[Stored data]

---+---

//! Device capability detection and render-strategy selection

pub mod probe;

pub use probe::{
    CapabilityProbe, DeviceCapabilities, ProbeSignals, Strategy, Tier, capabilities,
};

---+---

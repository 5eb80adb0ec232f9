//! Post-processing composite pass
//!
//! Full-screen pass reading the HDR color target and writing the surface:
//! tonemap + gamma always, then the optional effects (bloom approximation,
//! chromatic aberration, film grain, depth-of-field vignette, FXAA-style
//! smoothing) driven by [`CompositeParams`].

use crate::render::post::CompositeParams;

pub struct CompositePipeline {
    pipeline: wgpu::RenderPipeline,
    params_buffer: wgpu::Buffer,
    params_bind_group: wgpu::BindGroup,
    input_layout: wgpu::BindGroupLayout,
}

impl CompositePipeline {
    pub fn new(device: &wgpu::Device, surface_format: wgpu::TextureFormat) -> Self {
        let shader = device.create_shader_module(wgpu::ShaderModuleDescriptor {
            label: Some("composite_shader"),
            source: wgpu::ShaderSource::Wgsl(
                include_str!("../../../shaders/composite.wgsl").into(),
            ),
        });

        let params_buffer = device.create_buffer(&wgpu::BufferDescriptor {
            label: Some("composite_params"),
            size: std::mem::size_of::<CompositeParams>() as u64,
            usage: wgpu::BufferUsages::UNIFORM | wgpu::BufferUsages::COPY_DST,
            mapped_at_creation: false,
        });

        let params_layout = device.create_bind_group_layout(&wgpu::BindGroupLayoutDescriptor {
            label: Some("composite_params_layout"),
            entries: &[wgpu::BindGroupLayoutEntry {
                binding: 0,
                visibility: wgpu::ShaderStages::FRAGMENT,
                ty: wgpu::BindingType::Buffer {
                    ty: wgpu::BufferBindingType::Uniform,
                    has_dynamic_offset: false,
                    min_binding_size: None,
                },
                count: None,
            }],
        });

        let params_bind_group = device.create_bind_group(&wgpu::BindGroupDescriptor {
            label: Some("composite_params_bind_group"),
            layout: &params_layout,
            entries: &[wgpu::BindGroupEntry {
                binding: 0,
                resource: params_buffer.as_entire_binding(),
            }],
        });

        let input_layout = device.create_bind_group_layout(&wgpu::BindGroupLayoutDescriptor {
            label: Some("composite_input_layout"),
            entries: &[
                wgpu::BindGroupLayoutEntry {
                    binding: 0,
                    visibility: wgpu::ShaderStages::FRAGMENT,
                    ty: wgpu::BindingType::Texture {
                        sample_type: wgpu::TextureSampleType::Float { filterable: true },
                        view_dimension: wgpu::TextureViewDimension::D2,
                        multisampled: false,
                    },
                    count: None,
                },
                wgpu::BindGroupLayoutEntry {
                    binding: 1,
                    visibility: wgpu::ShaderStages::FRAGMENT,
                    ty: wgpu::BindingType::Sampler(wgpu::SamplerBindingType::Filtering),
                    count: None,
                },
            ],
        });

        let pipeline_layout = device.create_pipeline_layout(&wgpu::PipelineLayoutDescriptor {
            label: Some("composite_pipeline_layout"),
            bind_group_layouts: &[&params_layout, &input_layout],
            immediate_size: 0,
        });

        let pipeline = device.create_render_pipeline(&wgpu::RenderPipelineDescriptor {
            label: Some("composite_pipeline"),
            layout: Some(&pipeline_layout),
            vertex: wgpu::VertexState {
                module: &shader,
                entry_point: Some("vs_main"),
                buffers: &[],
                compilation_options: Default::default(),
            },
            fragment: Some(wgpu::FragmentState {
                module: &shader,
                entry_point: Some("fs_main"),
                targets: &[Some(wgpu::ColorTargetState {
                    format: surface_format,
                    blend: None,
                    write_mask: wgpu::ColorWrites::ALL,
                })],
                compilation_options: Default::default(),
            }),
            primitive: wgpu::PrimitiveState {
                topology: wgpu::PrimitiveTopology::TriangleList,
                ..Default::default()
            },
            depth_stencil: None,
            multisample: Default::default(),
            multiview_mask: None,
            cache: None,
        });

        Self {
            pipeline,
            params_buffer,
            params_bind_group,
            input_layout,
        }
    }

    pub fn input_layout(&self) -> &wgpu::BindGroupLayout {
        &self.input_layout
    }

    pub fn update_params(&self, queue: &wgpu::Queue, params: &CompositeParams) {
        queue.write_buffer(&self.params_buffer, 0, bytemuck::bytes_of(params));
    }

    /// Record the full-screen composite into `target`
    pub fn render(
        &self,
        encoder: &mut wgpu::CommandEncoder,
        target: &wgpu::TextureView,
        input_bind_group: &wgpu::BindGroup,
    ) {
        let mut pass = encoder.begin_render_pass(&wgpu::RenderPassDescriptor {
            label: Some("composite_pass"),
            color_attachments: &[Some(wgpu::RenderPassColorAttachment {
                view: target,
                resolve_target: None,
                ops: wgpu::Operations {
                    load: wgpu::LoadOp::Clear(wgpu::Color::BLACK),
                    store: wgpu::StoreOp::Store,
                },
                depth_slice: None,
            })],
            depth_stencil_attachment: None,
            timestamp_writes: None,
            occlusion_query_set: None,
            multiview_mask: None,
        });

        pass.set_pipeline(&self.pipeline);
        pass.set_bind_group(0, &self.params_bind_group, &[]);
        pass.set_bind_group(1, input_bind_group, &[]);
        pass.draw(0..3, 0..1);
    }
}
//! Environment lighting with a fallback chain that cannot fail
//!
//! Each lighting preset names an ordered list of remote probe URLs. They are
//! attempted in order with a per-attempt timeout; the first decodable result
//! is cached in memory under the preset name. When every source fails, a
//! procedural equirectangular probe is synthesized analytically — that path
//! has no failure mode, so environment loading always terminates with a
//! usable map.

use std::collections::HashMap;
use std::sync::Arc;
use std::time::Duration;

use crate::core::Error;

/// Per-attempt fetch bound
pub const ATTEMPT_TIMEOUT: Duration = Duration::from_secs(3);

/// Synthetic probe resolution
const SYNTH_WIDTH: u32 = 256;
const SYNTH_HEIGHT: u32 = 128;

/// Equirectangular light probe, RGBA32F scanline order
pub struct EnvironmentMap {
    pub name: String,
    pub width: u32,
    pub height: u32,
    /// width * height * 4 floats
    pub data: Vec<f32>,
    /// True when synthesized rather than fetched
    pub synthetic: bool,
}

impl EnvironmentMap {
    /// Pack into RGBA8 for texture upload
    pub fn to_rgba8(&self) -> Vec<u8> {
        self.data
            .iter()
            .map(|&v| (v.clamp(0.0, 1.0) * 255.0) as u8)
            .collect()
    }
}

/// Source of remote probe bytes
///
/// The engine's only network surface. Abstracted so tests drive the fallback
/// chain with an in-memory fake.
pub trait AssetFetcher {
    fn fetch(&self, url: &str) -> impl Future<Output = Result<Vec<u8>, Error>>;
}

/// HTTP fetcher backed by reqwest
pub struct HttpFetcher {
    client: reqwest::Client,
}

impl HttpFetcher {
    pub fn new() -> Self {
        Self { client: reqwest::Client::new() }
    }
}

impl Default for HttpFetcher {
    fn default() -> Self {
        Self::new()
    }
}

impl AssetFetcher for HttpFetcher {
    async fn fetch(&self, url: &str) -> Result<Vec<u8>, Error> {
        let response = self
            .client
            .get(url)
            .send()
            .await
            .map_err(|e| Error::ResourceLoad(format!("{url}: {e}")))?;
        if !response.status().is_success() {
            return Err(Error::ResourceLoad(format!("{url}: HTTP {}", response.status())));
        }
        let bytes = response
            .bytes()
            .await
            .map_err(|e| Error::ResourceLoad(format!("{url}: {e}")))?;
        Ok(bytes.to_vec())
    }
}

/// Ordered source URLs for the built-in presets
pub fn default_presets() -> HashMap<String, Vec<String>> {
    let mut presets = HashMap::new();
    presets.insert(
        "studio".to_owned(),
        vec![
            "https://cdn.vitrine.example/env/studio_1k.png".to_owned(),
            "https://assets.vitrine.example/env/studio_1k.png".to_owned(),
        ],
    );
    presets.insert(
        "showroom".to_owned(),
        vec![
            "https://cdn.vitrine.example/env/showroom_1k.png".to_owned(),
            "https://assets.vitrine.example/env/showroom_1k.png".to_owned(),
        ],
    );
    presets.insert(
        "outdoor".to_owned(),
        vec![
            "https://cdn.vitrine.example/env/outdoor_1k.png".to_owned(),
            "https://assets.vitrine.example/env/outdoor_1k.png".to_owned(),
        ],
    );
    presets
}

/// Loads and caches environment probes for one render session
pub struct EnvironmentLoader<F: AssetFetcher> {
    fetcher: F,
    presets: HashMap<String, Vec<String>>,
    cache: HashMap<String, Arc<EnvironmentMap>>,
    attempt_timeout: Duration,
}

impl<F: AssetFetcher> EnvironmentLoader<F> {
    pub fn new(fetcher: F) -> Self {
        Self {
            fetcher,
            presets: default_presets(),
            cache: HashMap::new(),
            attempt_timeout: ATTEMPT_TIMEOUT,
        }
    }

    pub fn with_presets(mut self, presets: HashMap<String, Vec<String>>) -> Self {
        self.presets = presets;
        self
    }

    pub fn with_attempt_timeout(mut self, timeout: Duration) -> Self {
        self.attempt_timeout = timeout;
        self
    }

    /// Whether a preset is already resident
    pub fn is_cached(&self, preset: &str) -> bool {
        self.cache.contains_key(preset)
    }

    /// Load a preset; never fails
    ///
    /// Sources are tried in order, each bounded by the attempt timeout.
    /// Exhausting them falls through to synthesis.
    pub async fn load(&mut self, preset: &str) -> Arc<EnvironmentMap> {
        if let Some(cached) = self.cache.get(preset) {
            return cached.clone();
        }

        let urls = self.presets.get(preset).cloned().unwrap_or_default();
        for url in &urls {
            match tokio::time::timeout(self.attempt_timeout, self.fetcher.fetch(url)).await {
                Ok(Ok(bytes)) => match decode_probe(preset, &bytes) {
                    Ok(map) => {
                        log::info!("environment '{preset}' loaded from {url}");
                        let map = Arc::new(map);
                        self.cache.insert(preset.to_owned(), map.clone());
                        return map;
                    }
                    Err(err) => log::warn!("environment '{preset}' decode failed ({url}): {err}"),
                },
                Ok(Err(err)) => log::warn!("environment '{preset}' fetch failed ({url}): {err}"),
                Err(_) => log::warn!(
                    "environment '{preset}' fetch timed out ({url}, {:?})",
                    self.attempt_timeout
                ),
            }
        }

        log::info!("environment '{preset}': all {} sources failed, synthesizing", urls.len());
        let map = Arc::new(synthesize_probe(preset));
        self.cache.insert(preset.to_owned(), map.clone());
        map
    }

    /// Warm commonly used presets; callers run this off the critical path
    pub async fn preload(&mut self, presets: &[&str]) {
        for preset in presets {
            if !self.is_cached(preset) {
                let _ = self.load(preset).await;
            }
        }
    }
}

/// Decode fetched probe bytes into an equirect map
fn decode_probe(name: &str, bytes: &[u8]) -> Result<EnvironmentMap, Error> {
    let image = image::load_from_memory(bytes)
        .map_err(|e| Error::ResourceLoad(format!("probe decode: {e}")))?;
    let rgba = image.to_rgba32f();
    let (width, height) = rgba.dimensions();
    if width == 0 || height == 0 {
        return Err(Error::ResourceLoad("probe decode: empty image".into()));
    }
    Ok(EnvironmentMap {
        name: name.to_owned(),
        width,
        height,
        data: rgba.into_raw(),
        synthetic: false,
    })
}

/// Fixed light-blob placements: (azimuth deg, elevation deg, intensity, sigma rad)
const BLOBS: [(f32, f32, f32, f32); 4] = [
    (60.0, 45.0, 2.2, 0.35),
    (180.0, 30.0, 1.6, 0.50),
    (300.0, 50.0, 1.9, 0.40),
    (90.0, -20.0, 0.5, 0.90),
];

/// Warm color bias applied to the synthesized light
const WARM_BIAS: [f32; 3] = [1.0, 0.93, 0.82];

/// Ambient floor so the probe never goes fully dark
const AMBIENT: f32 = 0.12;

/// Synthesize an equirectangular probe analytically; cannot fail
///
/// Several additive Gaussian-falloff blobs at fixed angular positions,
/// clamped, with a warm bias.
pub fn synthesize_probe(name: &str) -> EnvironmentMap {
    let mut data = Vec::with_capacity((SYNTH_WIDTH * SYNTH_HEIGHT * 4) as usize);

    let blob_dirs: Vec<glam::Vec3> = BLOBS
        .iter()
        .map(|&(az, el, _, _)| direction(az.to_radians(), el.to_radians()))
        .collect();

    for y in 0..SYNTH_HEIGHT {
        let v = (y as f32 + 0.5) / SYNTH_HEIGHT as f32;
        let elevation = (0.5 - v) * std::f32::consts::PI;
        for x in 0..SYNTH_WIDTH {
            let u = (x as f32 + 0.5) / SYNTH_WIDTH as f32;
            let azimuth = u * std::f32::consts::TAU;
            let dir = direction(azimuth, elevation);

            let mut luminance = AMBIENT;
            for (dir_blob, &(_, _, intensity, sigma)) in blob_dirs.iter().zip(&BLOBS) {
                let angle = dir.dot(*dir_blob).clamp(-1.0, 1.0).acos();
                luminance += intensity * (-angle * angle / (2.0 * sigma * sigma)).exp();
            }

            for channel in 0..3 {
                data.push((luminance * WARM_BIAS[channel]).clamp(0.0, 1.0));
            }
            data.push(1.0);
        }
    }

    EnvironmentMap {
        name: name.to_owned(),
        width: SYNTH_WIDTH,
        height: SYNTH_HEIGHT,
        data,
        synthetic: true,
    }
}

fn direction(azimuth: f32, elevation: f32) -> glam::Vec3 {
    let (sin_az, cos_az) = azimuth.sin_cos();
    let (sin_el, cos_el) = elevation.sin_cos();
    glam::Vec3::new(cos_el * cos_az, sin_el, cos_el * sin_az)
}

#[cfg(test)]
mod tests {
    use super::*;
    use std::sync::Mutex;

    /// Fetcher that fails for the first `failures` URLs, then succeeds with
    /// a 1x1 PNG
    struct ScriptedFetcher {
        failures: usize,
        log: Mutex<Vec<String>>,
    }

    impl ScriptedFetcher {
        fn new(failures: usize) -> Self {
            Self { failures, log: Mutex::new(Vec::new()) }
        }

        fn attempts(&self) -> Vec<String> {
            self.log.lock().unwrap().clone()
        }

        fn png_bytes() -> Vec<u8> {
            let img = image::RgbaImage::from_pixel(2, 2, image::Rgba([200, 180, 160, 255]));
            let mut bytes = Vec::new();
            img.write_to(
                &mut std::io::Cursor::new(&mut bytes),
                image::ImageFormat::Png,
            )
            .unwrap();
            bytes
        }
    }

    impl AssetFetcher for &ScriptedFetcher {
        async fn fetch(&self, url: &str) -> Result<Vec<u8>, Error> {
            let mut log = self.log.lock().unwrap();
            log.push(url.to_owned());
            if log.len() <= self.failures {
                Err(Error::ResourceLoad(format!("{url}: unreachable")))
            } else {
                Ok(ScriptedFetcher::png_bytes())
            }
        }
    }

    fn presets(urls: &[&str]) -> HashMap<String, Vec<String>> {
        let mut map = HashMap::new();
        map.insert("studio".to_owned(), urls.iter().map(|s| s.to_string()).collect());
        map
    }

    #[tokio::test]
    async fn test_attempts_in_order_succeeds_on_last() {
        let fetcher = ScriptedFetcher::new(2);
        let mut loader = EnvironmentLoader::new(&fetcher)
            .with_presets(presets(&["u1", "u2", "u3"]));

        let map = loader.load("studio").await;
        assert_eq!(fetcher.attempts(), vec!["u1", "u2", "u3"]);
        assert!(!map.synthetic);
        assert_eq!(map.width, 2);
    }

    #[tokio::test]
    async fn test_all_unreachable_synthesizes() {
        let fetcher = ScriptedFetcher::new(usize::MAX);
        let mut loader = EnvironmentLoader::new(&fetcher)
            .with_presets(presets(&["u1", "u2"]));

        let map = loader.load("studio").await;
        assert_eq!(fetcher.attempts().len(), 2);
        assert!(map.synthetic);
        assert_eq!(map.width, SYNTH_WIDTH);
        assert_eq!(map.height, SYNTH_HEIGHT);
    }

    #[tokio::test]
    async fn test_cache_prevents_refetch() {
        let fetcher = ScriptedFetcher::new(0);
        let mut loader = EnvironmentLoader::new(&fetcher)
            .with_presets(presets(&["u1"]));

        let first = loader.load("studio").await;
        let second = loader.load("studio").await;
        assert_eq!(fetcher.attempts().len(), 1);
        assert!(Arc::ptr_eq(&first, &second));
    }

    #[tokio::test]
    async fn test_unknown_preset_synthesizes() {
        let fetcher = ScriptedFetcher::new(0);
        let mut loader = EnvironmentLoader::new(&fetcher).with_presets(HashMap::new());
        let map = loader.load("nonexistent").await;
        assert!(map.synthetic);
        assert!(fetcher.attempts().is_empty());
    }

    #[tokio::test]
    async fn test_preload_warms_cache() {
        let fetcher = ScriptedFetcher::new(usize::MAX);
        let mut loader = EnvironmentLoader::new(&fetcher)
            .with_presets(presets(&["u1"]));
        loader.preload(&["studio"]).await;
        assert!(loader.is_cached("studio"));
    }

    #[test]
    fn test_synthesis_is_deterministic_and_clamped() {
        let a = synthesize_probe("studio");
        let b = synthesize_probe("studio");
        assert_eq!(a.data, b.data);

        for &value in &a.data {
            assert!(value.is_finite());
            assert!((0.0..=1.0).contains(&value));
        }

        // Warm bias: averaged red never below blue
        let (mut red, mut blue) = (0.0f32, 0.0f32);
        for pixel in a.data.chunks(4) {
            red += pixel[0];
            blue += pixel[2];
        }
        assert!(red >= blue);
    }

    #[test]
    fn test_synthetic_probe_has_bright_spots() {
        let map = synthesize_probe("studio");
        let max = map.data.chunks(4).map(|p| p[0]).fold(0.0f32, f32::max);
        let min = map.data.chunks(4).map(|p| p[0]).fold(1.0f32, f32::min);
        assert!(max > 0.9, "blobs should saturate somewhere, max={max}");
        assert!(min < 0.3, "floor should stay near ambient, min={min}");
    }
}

---+---

EXERCISE OBJECTIVE -
Reply with only the number of lines in the entries that contain the word "chain".

TASK RESPONSE -
2